**Records for processing**
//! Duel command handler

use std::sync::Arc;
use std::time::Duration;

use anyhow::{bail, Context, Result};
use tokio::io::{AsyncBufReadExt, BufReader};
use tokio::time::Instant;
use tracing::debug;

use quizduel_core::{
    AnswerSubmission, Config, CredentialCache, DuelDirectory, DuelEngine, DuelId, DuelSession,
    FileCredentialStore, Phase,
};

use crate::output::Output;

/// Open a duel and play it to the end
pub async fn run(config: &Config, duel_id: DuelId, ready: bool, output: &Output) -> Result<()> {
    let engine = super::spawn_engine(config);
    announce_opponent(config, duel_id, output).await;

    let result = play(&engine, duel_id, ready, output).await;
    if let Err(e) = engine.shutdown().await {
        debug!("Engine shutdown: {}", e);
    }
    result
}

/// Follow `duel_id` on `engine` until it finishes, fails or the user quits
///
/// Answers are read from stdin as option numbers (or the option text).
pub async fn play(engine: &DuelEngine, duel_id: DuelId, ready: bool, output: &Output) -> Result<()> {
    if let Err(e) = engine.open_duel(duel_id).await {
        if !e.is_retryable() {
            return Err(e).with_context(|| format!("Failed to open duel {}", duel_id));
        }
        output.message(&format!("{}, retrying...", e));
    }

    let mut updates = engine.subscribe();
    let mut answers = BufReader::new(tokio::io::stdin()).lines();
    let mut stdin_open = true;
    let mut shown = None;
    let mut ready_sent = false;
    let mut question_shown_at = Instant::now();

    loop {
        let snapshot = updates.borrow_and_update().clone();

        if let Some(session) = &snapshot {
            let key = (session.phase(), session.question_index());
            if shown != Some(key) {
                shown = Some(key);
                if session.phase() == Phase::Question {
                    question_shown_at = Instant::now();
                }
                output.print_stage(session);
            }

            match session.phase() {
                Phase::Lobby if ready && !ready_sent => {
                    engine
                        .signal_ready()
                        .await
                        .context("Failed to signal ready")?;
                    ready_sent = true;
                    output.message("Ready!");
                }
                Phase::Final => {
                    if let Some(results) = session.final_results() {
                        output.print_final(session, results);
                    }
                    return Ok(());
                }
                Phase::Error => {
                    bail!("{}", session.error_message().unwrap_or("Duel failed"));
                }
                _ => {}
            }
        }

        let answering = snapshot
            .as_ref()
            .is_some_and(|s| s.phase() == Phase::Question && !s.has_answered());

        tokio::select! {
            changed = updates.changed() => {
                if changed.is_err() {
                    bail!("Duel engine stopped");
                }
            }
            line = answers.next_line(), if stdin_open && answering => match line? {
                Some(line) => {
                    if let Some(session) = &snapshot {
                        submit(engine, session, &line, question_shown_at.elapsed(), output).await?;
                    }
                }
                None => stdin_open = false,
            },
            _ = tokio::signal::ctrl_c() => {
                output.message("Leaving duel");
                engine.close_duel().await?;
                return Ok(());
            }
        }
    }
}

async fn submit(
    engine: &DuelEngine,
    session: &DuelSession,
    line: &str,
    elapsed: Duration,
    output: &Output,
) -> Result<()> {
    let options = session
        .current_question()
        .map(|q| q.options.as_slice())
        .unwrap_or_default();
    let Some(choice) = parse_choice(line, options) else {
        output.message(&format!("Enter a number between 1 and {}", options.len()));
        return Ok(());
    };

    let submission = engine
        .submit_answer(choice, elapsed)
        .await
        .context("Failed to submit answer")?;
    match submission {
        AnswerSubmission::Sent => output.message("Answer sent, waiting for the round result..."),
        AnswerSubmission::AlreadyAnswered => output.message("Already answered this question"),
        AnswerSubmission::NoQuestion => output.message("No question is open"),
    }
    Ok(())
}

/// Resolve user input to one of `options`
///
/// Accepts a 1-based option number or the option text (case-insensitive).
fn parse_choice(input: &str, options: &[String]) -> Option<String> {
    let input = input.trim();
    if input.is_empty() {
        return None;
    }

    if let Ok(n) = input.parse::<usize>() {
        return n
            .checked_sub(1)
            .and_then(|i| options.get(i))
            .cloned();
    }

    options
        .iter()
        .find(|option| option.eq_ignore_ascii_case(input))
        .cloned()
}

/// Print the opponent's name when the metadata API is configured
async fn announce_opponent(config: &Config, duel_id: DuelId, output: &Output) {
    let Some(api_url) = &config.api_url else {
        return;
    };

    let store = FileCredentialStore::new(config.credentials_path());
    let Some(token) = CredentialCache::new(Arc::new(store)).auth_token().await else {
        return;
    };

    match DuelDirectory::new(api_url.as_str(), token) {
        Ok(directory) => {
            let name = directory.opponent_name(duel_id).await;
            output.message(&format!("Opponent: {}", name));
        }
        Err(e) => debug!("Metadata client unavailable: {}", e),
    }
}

* * *

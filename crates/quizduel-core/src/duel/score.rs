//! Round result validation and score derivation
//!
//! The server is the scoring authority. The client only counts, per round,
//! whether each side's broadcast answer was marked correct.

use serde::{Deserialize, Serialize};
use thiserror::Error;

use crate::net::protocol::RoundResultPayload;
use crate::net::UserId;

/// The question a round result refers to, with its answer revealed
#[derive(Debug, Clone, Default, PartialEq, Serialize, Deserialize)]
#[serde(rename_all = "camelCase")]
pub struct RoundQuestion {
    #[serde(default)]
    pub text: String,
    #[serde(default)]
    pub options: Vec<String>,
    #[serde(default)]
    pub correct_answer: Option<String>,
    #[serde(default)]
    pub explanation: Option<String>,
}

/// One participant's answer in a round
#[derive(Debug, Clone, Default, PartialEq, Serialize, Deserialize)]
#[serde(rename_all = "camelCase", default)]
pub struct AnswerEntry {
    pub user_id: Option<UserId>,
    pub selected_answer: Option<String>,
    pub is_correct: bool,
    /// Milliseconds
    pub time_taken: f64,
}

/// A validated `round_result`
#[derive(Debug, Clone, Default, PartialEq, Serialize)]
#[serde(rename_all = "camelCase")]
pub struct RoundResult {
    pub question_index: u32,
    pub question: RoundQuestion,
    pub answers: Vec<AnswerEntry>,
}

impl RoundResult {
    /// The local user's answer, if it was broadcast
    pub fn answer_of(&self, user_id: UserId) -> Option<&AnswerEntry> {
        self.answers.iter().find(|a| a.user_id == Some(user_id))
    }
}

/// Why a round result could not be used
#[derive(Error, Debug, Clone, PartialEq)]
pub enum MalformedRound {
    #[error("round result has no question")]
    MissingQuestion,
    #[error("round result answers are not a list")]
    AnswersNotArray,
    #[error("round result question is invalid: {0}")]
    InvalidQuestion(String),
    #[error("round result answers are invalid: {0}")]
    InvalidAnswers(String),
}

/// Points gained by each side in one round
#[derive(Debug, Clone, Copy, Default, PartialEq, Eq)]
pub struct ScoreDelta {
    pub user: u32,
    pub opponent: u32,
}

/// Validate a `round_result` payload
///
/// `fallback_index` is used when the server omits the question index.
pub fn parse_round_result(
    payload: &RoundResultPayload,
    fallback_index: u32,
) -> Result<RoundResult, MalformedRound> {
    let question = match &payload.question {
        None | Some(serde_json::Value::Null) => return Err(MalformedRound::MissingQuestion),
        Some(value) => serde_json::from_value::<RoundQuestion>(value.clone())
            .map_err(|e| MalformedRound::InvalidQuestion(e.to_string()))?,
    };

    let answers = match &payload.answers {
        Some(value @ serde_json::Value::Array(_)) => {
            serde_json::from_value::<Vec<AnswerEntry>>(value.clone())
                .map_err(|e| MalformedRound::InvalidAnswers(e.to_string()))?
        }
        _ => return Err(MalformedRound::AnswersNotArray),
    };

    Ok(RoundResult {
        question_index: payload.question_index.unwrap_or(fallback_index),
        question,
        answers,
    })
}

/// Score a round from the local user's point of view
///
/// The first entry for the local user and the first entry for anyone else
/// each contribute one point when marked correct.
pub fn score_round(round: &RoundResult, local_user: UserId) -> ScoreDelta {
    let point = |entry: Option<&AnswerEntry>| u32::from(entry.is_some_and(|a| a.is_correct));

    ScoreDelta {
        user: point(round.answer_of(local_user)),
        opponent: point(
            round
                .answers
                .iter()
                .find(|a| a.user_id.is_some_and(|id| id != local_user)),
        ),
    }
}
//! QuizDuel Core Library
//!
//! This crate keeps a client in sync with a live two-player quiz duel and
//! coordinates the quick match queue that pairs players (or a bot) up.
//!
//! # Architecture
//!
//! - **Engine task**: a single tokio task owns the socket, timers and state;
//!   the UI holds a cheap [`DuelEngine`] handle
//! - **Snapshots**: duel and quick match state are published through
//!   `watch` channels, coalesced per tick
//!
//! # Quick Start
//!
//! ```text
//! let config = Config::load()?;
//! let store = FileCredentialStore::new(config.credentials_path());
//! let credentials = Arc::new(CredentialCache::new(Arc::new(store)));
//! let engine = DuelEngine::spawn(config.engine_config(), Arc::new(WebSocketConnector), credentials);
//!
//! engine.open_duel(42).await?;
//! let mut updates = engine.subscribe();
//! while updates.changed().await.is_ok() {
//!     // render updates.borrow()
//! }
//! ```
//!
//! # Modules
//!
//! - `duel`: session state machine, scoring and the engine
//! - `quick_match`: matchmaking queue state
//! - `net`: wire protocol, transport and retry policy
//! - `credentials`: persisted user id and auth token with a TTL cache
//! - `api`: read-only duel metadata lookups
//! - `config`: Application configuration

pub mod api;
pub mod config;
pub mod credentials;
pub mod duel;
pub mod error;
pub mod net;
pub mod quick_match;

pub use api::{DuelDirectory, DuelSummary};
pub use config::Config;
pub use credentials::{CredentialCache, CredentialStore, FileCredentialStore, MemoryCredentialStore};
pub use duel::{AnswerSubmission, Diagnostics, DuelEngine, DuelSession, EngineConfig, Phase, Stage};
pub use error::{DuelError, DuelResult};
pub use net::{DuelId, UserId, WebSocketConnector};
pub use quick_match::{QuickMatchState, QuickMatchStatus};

---

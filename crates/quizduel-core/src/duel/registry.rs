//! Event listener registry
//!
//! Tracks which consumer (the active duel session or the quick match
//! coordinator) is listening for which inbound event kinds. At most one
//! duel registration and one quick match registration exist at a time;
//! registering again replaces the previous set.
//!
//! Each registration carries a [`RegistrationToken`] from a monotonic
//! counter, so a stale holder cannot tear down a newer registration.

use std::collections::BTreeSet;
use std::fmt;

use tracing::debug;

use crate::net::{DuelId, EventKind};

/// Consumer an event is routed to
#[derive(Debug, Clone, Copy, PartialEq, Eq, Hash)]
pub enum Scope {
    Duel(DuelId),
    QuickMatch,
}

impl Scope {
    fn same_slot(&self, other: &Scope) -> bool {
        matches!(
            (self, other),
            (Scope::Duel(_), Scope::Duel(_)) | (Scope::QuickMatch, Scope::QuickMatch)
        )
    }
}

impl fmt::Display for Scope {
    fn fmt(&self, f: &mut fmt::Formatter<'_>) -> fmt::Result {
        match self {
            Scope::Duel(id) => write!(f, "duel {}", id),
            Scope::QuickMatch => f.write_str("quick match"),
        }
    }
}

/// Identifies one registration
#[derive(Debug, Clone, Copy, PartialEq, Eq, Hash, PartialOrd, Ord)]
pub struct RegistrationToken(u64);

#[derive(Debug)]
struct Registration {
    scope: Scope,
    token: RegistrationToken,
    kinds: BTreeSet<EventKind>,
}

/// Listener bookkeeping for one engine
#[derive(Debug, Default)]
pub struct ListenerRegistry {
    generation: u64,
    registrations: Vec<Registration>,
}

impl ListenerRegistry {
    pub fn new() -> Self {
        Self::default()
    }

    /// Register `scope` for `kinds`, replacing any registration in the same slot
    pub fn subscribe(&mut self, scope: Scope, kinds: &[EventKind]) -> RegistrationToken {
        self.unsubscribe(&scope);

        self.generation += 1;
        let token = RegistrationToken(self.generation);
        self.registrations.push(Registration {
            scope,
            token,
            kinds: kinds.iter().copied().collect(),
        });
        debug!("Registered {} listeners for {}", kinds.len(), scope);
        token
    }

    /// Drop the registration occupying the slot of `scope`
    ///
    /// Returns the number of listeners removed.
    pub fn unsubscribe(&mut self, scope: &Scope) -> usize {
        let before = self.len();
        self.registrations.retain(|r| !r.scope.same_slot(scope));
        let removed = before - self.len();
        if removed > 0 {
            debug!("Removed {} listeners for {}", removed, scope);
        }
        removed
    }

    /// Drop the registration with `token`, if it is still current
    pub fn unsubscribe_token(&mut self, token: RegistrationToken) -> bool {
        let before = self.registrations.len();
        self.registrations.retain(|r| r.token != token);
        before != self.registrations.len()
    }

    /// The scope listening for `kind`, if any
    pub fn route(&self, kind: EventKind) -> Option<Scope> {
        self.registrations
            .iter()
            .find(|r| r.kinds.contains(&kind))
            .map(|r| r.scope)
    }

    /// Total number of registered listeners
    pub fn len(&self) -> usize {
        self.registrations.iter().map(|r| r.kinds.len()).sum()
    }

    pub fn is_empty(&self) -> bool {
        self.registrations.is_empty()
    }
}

**Task statement**
Retrieve all lines from the data that contain the string "InvalidAnswers".

**Result of this exercise**
    InvalidAnswers(String),
                .map_err(|e| MalformedRound::InvalidAnswers(e.to_string()))?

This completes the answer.